**DIRECTIONS:** If a line below contains the string "toml", return that line.

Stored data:
• • • • • • •

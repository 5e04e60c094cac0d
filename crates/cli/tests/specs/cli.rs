// SPDX-License-Identifier: BUSL-1.1
// Copyright (c) 2026 Alfred Jean LLC

//! Top-level CLI specs: help, completions, missing state

use crate::prelude::*;

#[test]
fn help_lists_commands() {
    let temp = Project::empty();
    temp.orbit()
        .args(["--help"])
        .passes()
        .stdout_has("init")
        .stdout_has("plan")
        .stdout_has("completions");
}

#[test]
fn plan_help_lists_subcommands() {
    let temp = Project::empty();
    temp.orbit()
        .args(["plan", "--help"])
        .passes()
        .stdout_has("execute")
        .stdout_has("rollback")
        .stdout_has("resume")
        .stdout_has("rollback-all");
}

#[test]
fn completions_for_bash() {
    let temp = Project::empty();
    temp.orbit()
        .args(["completions", "bash"])
        .passes()
        .stdout_has("orbit");
}

#[test]
fn plan_without_operation_suggests_init() {
    let temp = Project::empty();
    temp.orbit()
        .args(["plan"])
        .fails()
        .stderr_has("error: no operation found")
        .stderr_has("orbit init <plan-file>");
}

#[test]
fn explicit_config_must_exist() {
    let temp = Project::empty();
    let mut cmd = assert_cmd::Command::cargo_bin("orbit").unwrap();
    cmd.current_dir(temp.path())
        .args(["--config", "missing.toml", "plan"])
        .assert()
        .failure()
        .stderr(predicates::str::contains("config file not found"));
}

#[test]
fn invalid_config_is_reported() {
    let temp = Project::empty();
    temp.file("orbit.toml", "[runner]\nkind = \"telnet\"\n");
    temp.orbit()
        .args(["plan"])
        .fails()
        .stderr_has("failed to parse");
}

• • • • • • •

**WORKED SOLUTION:**
        .args(["--config", "missing.toml", "plan"])
    temp.file("orbit.toml", "[runner]\nkind = \"telnet\"\n");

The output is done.